By Heidi Staseson | November 25, 2005 | Last updated on November 25, 2005
4 min read

At this time of year, it’s not just advisors who are spreading the message of prudent festive spending. MasterCard Canada is also urging Canadians to practice caution and plan before heading to the malls this holiday season — especially when they’re carrying plastic.

According to the credit card company’s vice-president of public affairs, Jennifer Reed, the most important thing consumers can do before their shopping exodus is to set a budget and stick with it — and in particular, to understand there’s a time and place for using credit wisely.

“There are a lot of benefits that come to paying with a credit card, but before you set out to go shopping, it’s really important that you know what your budget is, what you’re buying and how you’re going to pay for it — and what’s within your threshold,” says Reed.

MasterCard Canada has teamed up with Credit Counselling Canada in developing online educational tool offerings. Credit Counselling Canada spokesperson, Laurie Campbell, who is also the program manager for Credit Counselling Services of Toronto doesn’t think November is too early to start holiday shopping. “So you can avoid the craze.”

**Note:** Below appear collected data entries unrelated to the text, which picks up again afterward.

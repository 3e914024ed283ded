//! Coordinator trait

use async_trait::async_trait;
use lockwarden_common::{CancelSignal, Result};
use lockwarden_store::{LockRecord, LockStore};

/// How a wait for the lock ended
#[derive(Debug, Clone, Copy, PartialEq, Eq)]
pub enum LockOutcome {
    Acquired,
    /// The cancel signal fired before the lock was obtained
    Cancelled,
}

/// A strategy for obtaining the shared change log lock
#[async_trait]
pub trait LockCoordinator: Send + Sync {
    fn name(&self) -> &str;

    /// Higher wins when several coordinators are eligible
    fn priority(&self) -> i32;

    /// Readiness predicate checked by the registry
    fn is_eligible(&self) -> bool;

    /// Block until the lock is held or `cancel` fires.
    ///
    /// Returns `Acquired` at once when this coordinator already holds the lock.
    async fn wait_for_lock(&self, cancel: &CancelSignal) -> Result<LockOutcome>;

    /// Release the lock if this process holds it; `false` when it did not
    async fn release_lock(&self) -> Result<bool>;

    fn has_lock(&self) -> bool;

    /// Current holder records, empty when the lock is free
    async fn list_locks(&self) -> Result<Vec<LockRecord>>;

    /// Clear the lock regardless of who holds it
    async fn force_release_lock(&self) -> Result<()>;
}

/// Records to show an operator for the current lock state
pub(crate) async fn held_records(store: &dyn LockStore) -> Result<Vec<LockRecord>> {
    let record = store.read().await?;
    if record.locked {
        Ok(vec![record])
    } else {
        Ok(Vec::new())
    }
}
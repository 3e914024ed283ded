//! In-memory lock store
//!
//! A mutex-guarded record with the same compare-and-swap semantics as the SQL
//! store. Only serializes callers within one process.

use async_trait::async_trait;
use chrono::Utc;
use lockwarden_common::Result;
use parking_lot::Mutex;
use tracing::debug;

use crate::model::LockRecord;
use crate::traits::LockStore;

#[derive(Debug, Default)]
pub struct MemoryLockStore {
    record: Mutex<LockRecord>,
}

impl MemoryLockStore {
    pub fn new() -> Self {
        Self::default()
    }

    /// Start from an existing record, e.g. a lock left behind by a crashed holder
    pub fn with_record(record: LockRecord) -> Self {
        Self {
            record: Mutex::new(record),
        }
    }

    /// Snapshot of the current record without going through the async trait
    pub fn snapshot(&self) -> LockRecord {
        self.record.lock().clone()
    }
}

#[async_trait]
impl LockStore for MemoryLockStore {
    async fn read(&self) -> Result<LockRecord> {
        Ok(self.snapshot())
    }

    async fn try_acquire(&self, holder: &str) -> Result<bool> {
        let mut record = self.record.lock();
        if record.locked {
            return Ok(false);
        }
        *record = LockRecord::locked_by(holder, Utc::now());
        debug!(holder = %holder, "Lock acquired");
        Ok(true)
    }

    async fn release(&self, holder: &str) -> Result<bool> {
        let mut record = self.record.lock();
        if !record.is_held_by(holder) {
            return Ok(false);
        }
        *record = LockRecord::unlocked();
        debug!(holder = %holder, "Lock released");
        Ok(true)
    }

    async fn force_release(&self) -> Result<()> {
        *self.record.lock() = LockRecord::unlocked();
        debug!("Lock force-released");
        Ok(())
    }
}
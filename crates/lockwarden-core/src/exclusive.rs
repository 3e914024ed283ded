// Run a unit of work while holding the change log lock

use std::future::Future;

use lockwarden_common::{CancelSignal, Result};
use tracing::{debug, warn};

use crate::traits::{LockCoordinator, LockOutcome};

/// Wait for the lock, run `work`, then release the lock.
///
/// Returns `Ok(None)` if `cancel` fired before the lock was obtained. The lock
/// is released after `work` finishes, whatever it returned; a failed release
/// is reported as the error. When the coordinator already held the lock on
/// entry, the enclosing holder keeps it and nothing is released here.
pub async fn run_exclusive<F, T>(
    coordinator: &dyn LockCoordinator,
    cancel: &CancelSignal,
    work: F,
) -> Result<Option<T>>
where
    F: Future<Output = T>,
{
    let nested = coordinator.has_lock();

    match coordinator.wait_for_lock(cancel).await? {
        LockOutcome::Cancelled => return Ok(None),
        LockOutcome::Acquired => {}
    }

    let output = work.await;
    if nested {
        debug!(coordinator = %coordinator.name(), "Nested exclusive section done, lock kept");
        return Ok(Some(output));
    }

    if let Err(e) = coordinator.release_lock().await {
        warn!(
            coordinator = %coordinator.name(),
            error = %e,
            "Failed to release change log lock after work"
        );
        return Err(e);
    }
    Ok(Some(output))
}
//! Pod status lookups

use async_trait::async_trait;
use k8s_openapi::api::core::v1::Pod;
use kube::{Api, Client};

/// Result of looking up a pod
#[derive(Debug, Clone, PartialEq, Eq)]
pub enum PodLookup {
    /// The pod exists; `phase` is `None` when the status carries no phase
    Found { phase: Option<String> },
    NotFound,
}

/// Reads a pod's reported phase.
///
/// Not-found is a successful lookup; every other failure is an error.
#[async_trait]
pub trait PodStatusReader: Send + Sync {
    async fn read_pod(&self, namespace: &str, name: &str) -> anyhow::Result<PodLookup>;
}

/// Pod reader backed by the Kubernetes API server
#[derive(Clone)]
pub struct KubePodReader {
    client: Client,
}

impl KubePodReader {
    pub fn new(client: Client) -> Self {
        Self { client }
    }
}

#[async_trait]
impl PodStatusReader for KubePodReader {
    async fn read_pod(&self, namespace: &str, name: &str) -> anyhow::Result<PodLookup> {
        let api: Api<Pod> = Api::namespaced(self.client.clone(), namespace);
        let lookup = match api.get_opt(name).await? {
            Some(pod) => PodLookup::Found {
                phase: pod.status.and_then(|s| s.phase),
            },
            None => PodLookup::NotFound,
        };
        Ok(lookup)
    }
}
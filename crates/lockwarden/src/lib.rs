//! Lockwarden - Change log lock with dead-holder recovery
//!
//! Guards schema migrations with the conventional `databasechangeloglock`
//! record. When the record is held by a pod that no longer runs, the
//! recovering coordinator asks Kubernetes about the holder and releases the
//! stale lock instead of waiting for an operator.
//!
//! ```ignore
//! let configuration = lockwarden::Configuration::new()?;
//! let setup = lockwarden::bootstrap(&configuration).await?;
//! let cancel = lockwarden::CancelSignal::new();
//! cancel.cancel_on_shutdown()?;
//! lockwarden::run_exclusive(setup.coordinator.as_ref(), &cancel, migrate()).await?;
//! ```

pub mod bootstrap;
pub mod startup;

pub use bootstrap::{
    LockSetup, bootstrap, build_registry, connect_oracle, connect_store, verified_recovery,
};

pub use lockwarden_common::{
    CancelSignal, Configuration, EnvIdentityProvider, Identity, IdentityProvider, LockError, Result,
};
pub use lockwarden_core::{
    CoordinatorRegistry, CoordinatorState, LockCoordinator, LockOutcome, RecoveringCoordinator,
    StandardCoordinator, run_exclusive,
};
pub use lockwarden_oracle::{KubernetesOracle, LivenessOracle, LivenessVerdict};
pub use lockwarden_store::{LockRecord, LockStore, MemoryLockStore, SqlLockStore};
use std::ffi::OsStr;
use std::io::Read;
use std::net::TcpListener;
use std::path::Path;
use std::process::{Child, Command, ExitStatus, Stdio};
use std::thread;
use std::time::{Duration, Instant};

/// Spawn the `loadfleet` binary in `dir`.
///
/// # Errors
///
/// Returns an error if the process cannot be started.
pub fn spawn_loadfleet<I, S>(dir: &Path, args: I) -> Result<Child, String>
where
    I: IntoIterator<Item = S>,
    S: AsRef<OsStr>,
{
    let bin = loadfleet_bin()?;
    Command::new(bin)
        .current_dir(dir)
        .args(args)
        .env("LOADFLEET_LOG", "error")
        .stdout(Stdio::null())
        .stderr(Stdio::null())
        .spawn()
        .map_err(|err| format!("spawn loadfleet failed: {}", err))
}

/// Spawn the `loadfleet` binary in `dir` and capture output.
///
/// # Errors
///
/// Returns an error if the process cannot be started.
pub fn spawn_loadfleet_with_output<I, S>(dir: &Path, args: I) -> Result<Child, String>
where
    I: IntoIterator<Item = S>,
    S: AsRef<OsStr>,
{
    let bin = loadfleet_bin()?;
    Command::new(bin)
        .current_dir(dir)
        .args(args)
        .env("LOADFLEET_LOG", "error")
        .env("NO_COLOR", "1")
        .stdout(Stdio::piped())
        .stderr(Stdio::piped())
        .spawn()
        .map_err(|err| format!("spawn loadfleet failed: {}", err))
}

/// Wait for a child process to exit.
///
/// # Errors
///
/// Returns an error if waiting fails or the timeout is exceeded.
pub fn wait_for_exit(child: &mut Child, timeout: Duration) -> Result<ExitStatus, String> {
    let start = Instant::now();
    loop {
        if let Some(status) = child
            .try_wait()
            .map_err(|err| format!("wait failed: {}", err))?
        {
            return Ok(status);
        }
        if start.elapsed() > timeout {
            drop(child.kill());
            return Err("process timed out".to_owned());
        }
        thread::sleep(Duration::from_millis(50));
    }
}

/// Read captured stdout/stderr from a child.
///
/// # Errors
///
/// Returns an error if the streams cannot be read.
pub fn read_child_output(child: &mut Child) -> Result<(String, String), String> {
    let mut stdout = String::new();
    if let Some(mut out) = child.stdout.take() {
        out.read_to_string(&mut stdout)
            .map_err(|err| format!("read stdout failed: {}", err))?;
    }
    let mut stderr = String::new();
    if let Some(mut err_out) = child.stderr.take() {
        err_out
            .read_to_string(&mut stderr)
            .map_err(|err| format!("read stderr failed: {}", err))?;
    }
    Ok((stdout, stderr))
}

/// Pick an available local TCP port.
///
/// # Errors
///
/// Returns an error if a local port cannot be allocated.
pub fn pick_port() -> Result<u16, String> {
    TcpListener::bind("127.0.0.1:0")
        .map_err(|err| format!("bind port failed: {}", err))?
        .local_addr()
        .map_err(|err| format!("port addr failed: {}", err))
        .map(|addr| addr.port())
}

fn loadfleet_bin() -> Result<String, String> {
    option_env!("CARGO_BIN_EXE_loadfleet").map_or_else(
        || Err("CARGO_BIN_EXE_loadfleet missing at compile time.".to_owned()),
        |path| Ok(path.to_owned()),
    )
}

She says the later people start, the more likely they are to spend wildly because of last-minute pressure. “The stores are busier, you’re rushed, you don’t have time to stand in line, so you’re less patient and you’re going to pick up something that you don’t really comparison shop for,” she explains. “All those things are obviously going to add up to more cost. Emotions tend to run wild, and when [that happens] people tend to spend more money.”

MasterCard Canada and Credit Counselling Canada’s “Financial Reality Check” allow families to participate in an interactive, online quiz to see where they fit in the money-management arena.

For example, say the participant clicks on enough options to indicate they aren’t adequate savers and budget planners, and are more apt to frivolity with their finances, their quiz rating might come up with the following reading: “High-risk, short-term style. Your family’s finances are floundering. MasterCard Family Finance Reality Check: You better take a closer look at your finances before you end up breaking the bank.”

Get them while they’re young!

MasterCard’s studies indicate the average age parents started talking to their children about money is 10. Campbell thinks that’s far too late and suggests bringing up money talk closer to the cradle. “Start them at the age of four or five. They may not be able to grasp it earlier than that, but certainly at four they can grasp that this dollar will buy this.”

“I’m a firm believer that children will learn and understand if you start engraining in them, from a very young age, that if you want something you have to work towards it — it becomes a goal; it’s not something they have immediately, it might be something they save up towards, and that money is not an endless supply.

Reed adds it’s like being a safe driver. “Once you’ve got those habits, you’re going to carry them through the rest of your life.”

Sandra McLeod, director of succession and estate planning for Grant Thornton LLP in Toronto, says it’s paramount parents teach children about spending early on and simultaneously put them on a budget. Particularly around the holidays, you can start the discussion very basically, she notes. “Tell them they have to choose between their bike and their new skates, or whatever it is. They can’t have it all because it all costs money.”

But what to do when the child tells the parent to put it on their credit card? McLeod suggests teaching them how interest works and the importance of paying those cards when the bill arrives. Further explain that if the bill isn’t paid the parent will be penalized in the form of additional payments.

Portfolio manager Shelly Appleton-Benko of Odlum Brown in Vancouver started the educational talks with her child last summer when he expressed his wish for a basketball hoop. She told him in no uncertain terms he’d have to earn it first. “You don’t just get things because you want them,” she explained.

Instead, her family held a garage sale where all proceeds went into a jar representing the basketball hoop. “We could probably just buy it, it’s about $200, but it’s about choices. He had a lemonade stand. He made $11 and it went towards the basketball hoop. He doesn’t have it yet. He’ll get it soon, probably around Christmas!”